The invention of the portable timepiece or, as we know it today, the watch, is attributed to Peter Henlein, a locksmith from the city of Nuremburg, Germany. He introduced the mainspring as a replacement for weights, enabling the small size and portability of the watch.
During Henlein's time the role of locksmith extended well past locks. Such a locksmith was also an expert mechanic, similar to a modern toolmaker. The medieval locksmith, like the medieval blacksmith, was involved in producing complex and detailed devices. As a result, many locksmiths and blacksmiths were involved in the development and construction of time-keeping devices.
Around 1500, Henlein began to make small clocks that were driven by a spring. These were the first portable timepieces and, designed to be carried by hand, were frequently circular or oval in shape. Because of this oval shape, and a mistranslation of the German word Ueurlein (little clocks) for Eierlein (little eggs), these timepieces were called Nuremburg eggs. The dials of these clocks were placed on top of the device and featured only an hour hand. A record of 1511 indicates that Henlein's watches included iron movements that were mounted in musk balls. This ball was a decorated and perforated sphere in which musk was placed.
The watches invented by Henlein were both desirable, fashionable ornaments and devices indicative of an increased societal reliance on technology. As Henlein's contemporary Johannes Coeulus wrote in 1511, "every day produces more ingenious inventions. A clever and comparatively young man—Peter Henlein—creates works that are the admiration of leading mathematicians, for, out of a little iron he constructs clocks with numerous wheels, which, without any impulse and in any position, indicate time for forty hours and strike, and which can be carried in the purse as well as in the pocket." These devices were also indicative of a new kind of future.

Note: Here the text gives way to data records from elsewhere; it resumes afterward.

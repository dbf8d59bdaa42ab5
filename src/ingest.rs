//! Bulk insertion of seed data
//!
//! Tickers are inserted one at a time so their generated ids can be captured
//! in header order. Prices are compiled into a single multi-row parameterized
//! `INSERT`.

use crate::error::{ExchangeError, Result};
use crate::seed::{clean_price, SeedRow};
use crate::store::Store;
use crate::types::{NewPricePoint, Symbol, TickerId};
use rusqlite::params_from_iter;
use rusqlite::types::Value;

/// Placeholders per price record: ticker_id, date, time, price
const PARAMS_PER_RECORD: usize = 4;

/// Records per statement, kept under SQLite's bound-parameter limit (32766)
pub const MAX_RECORDS_PER_STATEMENT: usize = 8_000;

/// Insert tickers in order, returning their generated ids in the same order
pub fn insert_tickers(store: &Store, symbols: &[Symbol]) -> Result<Vec<TickerId>> {
    let conn = store.conn();
    let mut stmt = conn.prepare(&format!(
        "INSERT INTO {} (ticker) VALUES (?1)",
        store.tables().tickers
    ))?;

    let mut ids = Vec::with_capacity(symbols.len());
    for symbol in symbols {
        stmt.execute([symbol])?;
        let id = conn.last_insert_rowid();
        log::debug!("Inserted ticker {} with id {}", symbol, id);
        ids.push(id);
    }

    Ok(ids)
}

/// Multi-row `INSERT` builder for the price table
#[derive(Debug, Clone)]
pub struct PriceInsert {
    table: String,
    records: Vec<NewPricePoint>,
}

impl PriceInsert {
    pub fn new(table: impl Into<String>) -> Self {
        Self {
            table: table.into(),
            records: Vec::new(),
        }
    }

    /// Queue one record
    pub fn values(&mut self, record: NewPricePoint) -> &mut Self {
        self.records.push(record);
        self
    }

    pub fn len(&self) -> usize {
        self.records.len()
    }

    pub fn is_empty(&self) -> bool {
        self.records.is_empty()
    }

    /// SQL text and positional parameters for all queued records
    pub fn compile(&self) -> (String, Vec<Value>) {
        let groups = vec!["(?, ?, ?, ?)"; self.records.len()].join(", ");
        let sql = format!(
            "INSERT INTO {} (ticker_id, date, time, price) VALUES {}",
            self.table, groups
        );

        let mut params = Vec::with_capacity(self.records.len() * PARAMS_PER_RECORD);
        for record in &self.records {
            params.push(Value::Integer(record.ticker_id));
            params.push(Value::Text(record.date.clone()));
            params.push(Value::Text(record.time.clone()));
            params.push(record.price.map(Value::Real).unwrap_or(Value::Null));
        }

        (sql, params)
    }

    /// Run the compiled statement, returning the number of rows inserted
    pub fn execute(&self, store: &Store) -> Result<usize> {
        if self.is_empty() {
            return Ok(0);
        }
        let (sql, params) = self.compile();
        Ok(store.conn().execute(&sql, params_from_iter(params.iter()))?)
    }
}

/// Pair every price cell with the ticker id at the same column position
pub fn price_records(rows: &[SeedRow], ticker_ids: &[TickerId]) -> Result<Vec<NewPricePoint>> {
    let mut records = Vec::new();
    for row in rows {
        for (i, cell) in row.prices.iter().enumerate() {
            let ticker_id = *ticker_ids.get(i).ok_or_else(|| {
                ExchangeError::InvalidSeed(format!(
                    "Price column {} on {} {} has no matching ticker",
                    i, row.date, row.time
                ))
            })?;

            records.push(NewPricePoint {
                ticker_id,
                date: row.date.clone(),
                time: row.time.clone(),
                price: clean_price(cell)?,
            });
        }
    }
    Ok(records)
}

/// Insert every price of every data row.
///
/// All records go into one statement unless that would exceed
/// [`MAX_RECORDS_PER_STATEMENT`]. Statements are not wrapped in a transaction.
pub fn insert_prices(store: &Store, rows: &[SeedRow], ticker_ids: &[TickerId]) -> Result<usize> {
    let records = price_records(rows, ticker_ids)?;
    let mut inserted = 0;

    for chunk in records.chunks(MAX_RECORDS_PER_STATEMENT) {
        let mut query = PriceInsert::new(store.tables().prices.clone());
        for record in chunk {
            query.values(record.clone());
        }
        inserted += query.execute(store)?;
    }

    log::debug!("Inserted {} price row(s)", inserted);
    Ok(inserted)
}

#[cfg(test)]
mod tests {
    use super::*;
    use crate::schema;
    use crate::store::TableNames;

    fn seeded_store() -> Store {
        let store = Store::open_in_memory(TableNames::default()).unwrap();
        schema::create_tables(&store).unwrap();
        store
    }

    fn row(date: &str, time: &str, prices: &[&str]) -> SeedRow {
        SeedRow {
            date: date.to_string(),
            time: time.to_string(),
            prices: prices.iter().map(|p| p.to_string()).collect(),
        }
    }

    #[test]
    fn test_insert_tickers_keeps_order() {
        let store = seeded_store();
        let symbols = vec!["ZZZ".to_string(), "AAA".to_string(), "MMM".to_string()];
        let ids = insert_tickers(&store, &symbols).unwrap();
        assert_eq!(ids.len(), 3);

        for (symbol, id) in symbols.iter().zip(&ids) {
            let stored: String = store
                .conn()
                .query_row(
                    "SELECT ticker FROM fool_exchange_tickers WHERE ticker_id = ?1",
                    [id],
                    |r| r.get(0),
                )
                .unwrap();
            assert_eq!(&stored, symbol);
        }
    }

    #[test]
    fn test_duplicate_ticker_fails() {
        let store = seeded_store();
        let result = insert_tickers(&store, &["AAA".to_string(), "AAA".to_string()]);
        assert!(matches!(result, Err(ExchangeError::Database(_))));
    }

    #[test]
    fn test_compile_single_statement() {
        let mut query = PriceInsert::new("prices");
        for i in 0..3 {
            query.values(NewPricePoint {
                ticker_id: i,
                date: "20200101".to_string(),
                time: "0900".to_string(),
                price: if i == 2 { None } else { Some(1.5) },
            });
        }

        let (sql, params) = query.compile();
        assert_eq!(
            sql,
            "INSERT INTO prices (ticker_id, date, time, price) VALUES (?, ?, ?, ?), (?, ?, ?, ?), (?, ?, ?, ?)"
        );
        assert_eq!(params.len(), 12);
        assert_eq!(params[4], Value::Integer(1));
        assert_eq!(params[7], Value::Real(1.5));
        assert_eq!(params[11], Value::Null);
    }

    #[test]
    fn test_price_records_align_by_position() {
        let records = price_records(&[row("20200101", "0900", &["$1,000.50", "2,000"])], &[7, 9]).unwrap();
        assert_eq!(records.len(), 2);
        assert_eq!(records[0].ticker_id, 7);
        assert_eq!(records[0].price, Some(1000.50));
        assert_eq!(records[1].ticker_id, 9);
        assert_eq!(records[1].price, Some(2000.0));
    }

    #[test]
    fn test_price_records_without_ticker() {
        let result = price_records(&[row("20200101", "0900", &["1", "2"])], &[7]);
        assert!(matches!(result, Err(ExchangeError::InvalidSeed(_))));
    }

    #[test]
    fn test_insert_prices() {
        let store = seeded_store();
        let ids = insert_tickers(&store, &["AAA".to_string(), "BBB".to_string()]).unwrap();
        let rows = vec![
            row("20200101", "0900", &["1", "2"]),
            row("20200101", "1000", &["3", ""]),
        ];

        assert_eq!(insert_prices(&store, &rows, &ids).unwrap(), 4);
        assert_eq!(store.count_rows("fool_exchange_prices").unwrap(), 4);

        let nulls: i64 = store
            .conn()
            .query_row(
                "SELECT COUNT(*) FROM fool_exchange_prices WHERE price IS NULL",
                [],
                |r| r.get(0),
            )
            .unwrap();
        assert_eq!(nulls, 1);
    }

    #[test]
    fn test_insert_no_prices() {
        let store = seeded_store();
        assert_eq!(insert_prices(&store, &[], &[]).unwrap(), 0);
        assert_eq!(PriceInsert::new("x").execute(&store).unwrap(), 0);
    }

    #[test]
    fn test_insert_prices_splits_large_batches() {
        let store = seeded_store();
        let ids = insert_tickers(&store, &["AAA".to_string()]).unwrap();
        let rows: Vec<SeedRow> = (0..MAX_RECORDS_PER_STATEMENT + 5)
            .map(|i| row("20200101", &format!("{:08}", i), &["1"]))
            .collect();

        assert_eq!(insert_prices(&store, &rows, &ids).unwrap(), rows.len());
        assert_eq!(store.count_rows("fool_exchange_prices").unwrap(), rows.len());
    }
}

However, despite the fascination that these devices elicited from mathematicians and intellectuals, the Nuremburg eggs were far from accurate or reliable. In essence, they could not be moved and still keep accurate time. Likewise, they kept time unevenly: the force of the mainspring was greater when fully wound than when it was nearly run down. As the design possibilities of the Nuremburg egg increased, so did hostility to the inaccuracy of the device. In Shakespeare's Love's Labour's Lost, for example, Shakespeare compares an inconstant woman to "A German clock / Still a-repairing, ever out of frame, / And never going aright, being a watch."

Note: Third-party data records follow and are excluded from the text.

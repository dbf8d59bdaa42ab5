//! # fool-exchange
//!
//! Loads historical ticker prices from a CSV seed into SQLite and serves them
//! back together with historical USD→SGD conversion rates.
//!
//! Two entry points matter to a host:
//!
//! - [`lifecycle::Activator::activate`] creates and seeds the tables once;
//! - [`query::ExchangeQueryService::snapshot`] returns every price and a rate
//!   for each date present.
//!
//! ## Example
//!
//! ```rust,no_run
//! use fool_exchange::prelude::*;
//! use std::path::Path;
//!
//! # async fn run() -> fool_exchange::error::Result<()> {
//! let store = Store::open(Path::new("exchange.db"), TableNames::default())?;
//! Activator::new(&store).activate(Path::new("assets/initial-data.csv"))?;
//!
//! let source = FixerRateSource::new("api-key", "http://data.fixer.io/api")?;
//! let rates = RateCache::new(source, InMemoryRateStore::new());
//! let snapshot = ExchangeQueryService::new(&store, &rates).snapshot().await?;
//! println!("{}", snapshot.to_json()?);
//! # Ok(())
//! # }
//! ```

pub mod config;
pub mod error;
pub mod fx;
pub mod ingest;
pub mod lifecycle;
pub mod query;
pub mod schema;
pub mod seed;
pub mod store;
pub mod types;

pub mod prelude {
    //! Commonly used types and traits
    pub use crate::config::Config;
    pub use crate::error::{DataFileError, ExchangeError, RateFetchError, Result};
    pub use crate::fx::{
        CurrencyPair, FixerRateSource, InMemoryRateStore, RateCache, RateSource, RateStore,
        SqliteRateStore,
    };
    pub use crate::lifecycle::{Activation, Activator, Uninstaller};
    pub use crate::query::ExchangeQueryService;
    pub use crate::store::{Store, TableNames};
    pub use crate::types::*;
}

Around 1525, however, Jacob Zech, a Swiss mechanic who lived in the city of Prague (in what is now the Czech Republic), began to study the problem of equalizing the pressure of the mainspring. Zech developed the fusee, a cone-shaped grooved pulley that was used together with a barrel containing the mainspring. Because the mainspring rotates the barrel in which it is housed, the leverage of the mainspring is progressively increased as it runs down. This device improved the accuracy of the watch, and ensured its continuation and development beyond the failings of Peter Henlein's Nuremburg egg.